Dataset for the paper titled "Comparing Three Generations of D-Wave Quantum Annealers for Minor Embedded Combinatorial Optimization Problems". This data includes the minor embeddings and raw D-Wave measurements.

Instructions: 

# Random graph instances

These graphs can be read in using the python module networkx

```
import networkx as nx
import ast

for problem_index in range(200):
file = open("fixed_graphs/graph_edges_"+str(problem_index)+".txt", "r")
edges = ast.literal_eval(file.read())
file.close()
G = nx.Graph(edges)
```

# Minor embeddings

The minor embeddings are python dictionaries, which can be read in using the following code:
```
import ast
file = open("minor_embeddings/Advantage2_prototype1.1_52.txt", "r")
embedding = ast.literal_eval(file.read())
file.close()
```

# D-Wave results

The raw D-Wave measurement results are in the directories `DWave_results_Maximum_Clique` and `DWave_results_Maximum_Cut`

These directories also contain timing files in seconds for each experiment.

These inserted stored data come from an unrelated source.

// Command-line surface

use std::path::PathBuf;

use clap::{ArgAction, Parser};

use crate::downloader::locator::normalize_identifier;
use crate::downloader::{ConverterConfig, Mode, Request};

/// Command-line arguments for yt-converter
#[derive(Parser, Debug)]
#[command(name = "yt-converter")]
#[command(version)]
#[command(about = "Download a video by id and optionally convert it to MP3")]
#[command(long_about = "Downloads a video with yt-dlp and, in audio mode, converts it to MP3 with ffmpeg.\n\
    The path of the produced file is printed on standard output.\n\n\
    EXAMPLES:\n    \
    yt-converter dQw4w9WgXcQ audio /srv/media\n    \
    yt-converter dQw4w9WgXcQ video /srv/media              # list resolutions\n    \
    yt-converter dQw4w9WgXcQ video /srv/media -r 720p\n    \
    yt-converter https://youtu.be/dQw4w9WgXcQ video /srv/media -r 1080p --cookies cookies.txt")]
pub struct Cli {
    /// Video id or watch URL
    pub identifier: String,

    /// audio (MP3) or video (MP4 at a given resolution)
    #[arg(value_enum)]
    pub mode: Mode,

    /// Existing absolute directory to write into
    pub output_dir: PathBuf,

    /// Resolution to download in video mode (e.g. 720p); omit to list what is available
    #[arg(short, long)]
    pub resolution: Option<String>,

    /// cookies.txt passed to yt-dlp; ./cookies.txt is used when present
    #[arg(short, long, env = "YT_CONVERTER_COOKIES", value_name = "PATH")]
    pub cookies: Option<PathBuf>,

    /// Proxy URL for yt-dlp (e.g. socks5://127.0.0.1:1080)
    #[arg(long)]
    pub proxy: Option<String>,

    /// Kill yt-dlp or ffmpeg after this many seconds (default: wait indefinitely)
    #[arg(long, value_name = "SECONDS")]
    pub timeout: Option<u64>,

    /// yt-dlp binary (also YTDLP_PATH)
    #[arg(long = "yt-dlp", value_name = "PATH")]
    pub ytdlp: Option<PathBuf>,

    /// ffmpeg binary (also FFMPEG_PATH)
    #[arg(long, value_name = "PATH")]
    pub ffmpeg: Option<PathBuf>,

    /// More log output on stderr (-v info, -vv debug)
    #[arg(short, long, action = ArgAction::Count)]
    pub verbose: u8,
}

impl Cli {
    pub fn request(&self) -> Request {
        Request {
            identifier: normalize_identifier(&self.identifier),
            mode: self.mode,
            output_dir: self.output_dir.clone(),
            resolution: self.resolution.clone(),
            cookies: self.cookies.clone(),
        }
    }

    pub fn config(&self) -> ConverterConfig {
        ConverterConfig::default()
            .with_ytdlp_path(self.ytdlp.clone())
            .with_ffmpeg_path(self.ffmpeg.clone())
            .with_proxy(self.proxy.clone())
            .with_timeout(self.timeout)
    }
}

#[cfg(test)]
mod tests {
    use super::*;
    use clap::CommandFactory;

    #[test]
    fn test_cli_definition() {
        Cli::command().debug_assert();
    }

    #[test]
    fn test_positional_arguments() {
        let cli = Cli::try_parse_from(["yt-converter", "abc123", "audio", "/tmp/out"]).unwrap();
        let request = cli.request();
        assert_eq!(request.identifier, "abc123");
        assert_eq!(request.mode, Mode::Audio);
        assert_eq!(request.output_dir, PathBuf::from("/tmp/out"));
        assert!(request.resolution.is_none());
    }

    #[test]
    fn test_video_flags() {
        let cli = Cli::try_parse_from([
            "yt-converter",
            "https://www.youtube.com/watch?v=dQw4w9WgXcQ",
            "video",
            "/tmp/out",
            "-r",
            "720p",
            "--timeout",
            "60",
            "--proxy",
            "socks5://127.0.0.1:1080",
            "-vv",
        ])
        .unwrap();
        assert_eq!(cli.verbose, 2);
        let request = cli.request();
        assert_eq!(request.identifier, "dQw4w9WgXcQ");
        assert_eq!(request.resolution.as_deref(), Some("720p"));
        let config = cli.config();
        assert_eq!(config.timeout.map(|t| t.as_secs()), Some(60));
        assert!(config.proxy.is_some());
    }

    #[test]
    fn test_rejects_unknown_mode_and_missing_args() {
        assert!(Cli::try_parse_from(["yt-converter", "abc123", "podcast", "/tmp/out"]).is_err());
        assert!(Cli::try_parse_from(["yt-converter", "abc123", "audio"]).is_err());
    }
}
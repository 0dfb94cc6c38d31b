use std::process::ExitCode;

use clap::Parser;

use yt_converter::cli::Cli;
use yt_converter::logging::init_tracing;

#[tokio::main(flavor = "current_thread")]
async fn main() -> ExitCode {
    let cli = match Cli::try_parse() {
        Ok(cli) => cli,
        Err(e) => {
            let _ = e.print();
            // --help and --version are not failures
            return if e.use_stderr() {
                ExitCode::from(1)
            } else {
                ExitCode::SUCCESS
            };
        }
    };

    init_tracing(cli.verbose);

    match yt_converter::run(&cli).await {
        Ok(outcome) => {
            println!("{}", outcome);
            ExitCode::SUCCESS
        }
        Err(err) => {
            println!("{}", err);
            ExitCode::from(err.exit_code())
        }
    }
}
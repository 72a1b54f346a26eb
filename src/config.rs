//! Настройки сессии калькулятора.

use crate::operation::OperatorSet;

/// Параметры, с которыми запускается [`Session`](crate::session::Session).
#[derive(Debug, Clone, Copy, Default, PartialEq, Eq)]
pub struct Config {
    /// Операторы, которые можно выбрать в меню.
    pub operators: OperatorSet,
}

impl Config {
    /// Включает операцию остатка `%`.
    #[must_use]
    pub const fn with_remainder(mut self, enabled: bool) -> Self {
        self.operators = if enabled {
            OperatorSet::WithRemainder
        } else {
            OperatorSet::Standard
        };
        self
    }
}
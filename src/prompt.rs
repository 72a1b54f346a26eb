//! Цикл «спросить, прочитать, проверить, повторить».

use std::io::{BufRead, Write};

use tracing::debug;

use crate::SessionError;
use crate::input::TokenReader;
use crate::validate::InvalidInput;

/// Консольный диалог: читает токены из `R`, пишет сообщения в `W`.
pub struct Prompter<R, W> {
    tokens: TokenReader<R>,
    output: W,
}

impl<R: BufRead, W: Write> Prompter<R, W> {
    #[must_use]
    pub const fn new(input: R, output: W) -> Self {
        Self {
            tokens: TokenReader::new(input),
            output,
        }
    }

    /// Запрашивает значение, пока валидатор его не примет.
    ///
    /// На каждой попытке выводит `message` и читает ровно один токен.
    /// Отвергнутый токен сопровождается `retry_message`. Число попыток
    /// не ограничено.
    ///
    /// # Ошибки
    ///
    /// - [`SessionError::InputClosed`], если ввод закончился.
    /// - [`SessionError::Io`] при ошибке чтения или записи.
    pub fn ask<T>(
        &mut self,
        message: &str,
        retry_message: &str,
        validate: impl Fn(&str) -> Result<T, InvalidInput>,
    ) -> Result<T, SessionError> {
        loop {
            self.say(message)?;

            let token = self.tokens.next_token()?.ok_or(SessionError::InputClosed)?;

            match validate(&token) {
                Ok(value) => return Ok(value),
                Err(reason) => {
                    debug!(%token, %reason, "token rejected");
                    self.say(retry_message)?;
                }
            }
        }
    }

    /// Выводит текст без ожидания ввода.
    ///
    /// # Ошибки
    ///
    /// [`SessionError::Io`] при ошибке записи.
    pub fn say(&mut self, text: &str) -> Result<(), SessionError> {
        self.output.write_all(text.as_bytes())?;
        self.output.flush()?;
        Ok(())
    }

    #[cfg(test)]
    fn into_output(self) -> W {
        self.output
    }
}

The DWave results are all compressed zip files:

```
import json
import zlib

with open("DWave_results_Maximum_Cut/Max_Cut_144_8_10_Advantage_system4.1_solutions.json.zip", mode="rb") as fin:
data = fin.read()
decompressed = zlib.decompress(data)
data = json.loads(decompressed)
```

The format of these datafiles is "Max_Cut_PROB_CS_AT_device" (or "Max_Clique_PROB_CS_AT_device"), where PROB is a unique index for the problem, CS is chain strength, and AT is annealing time.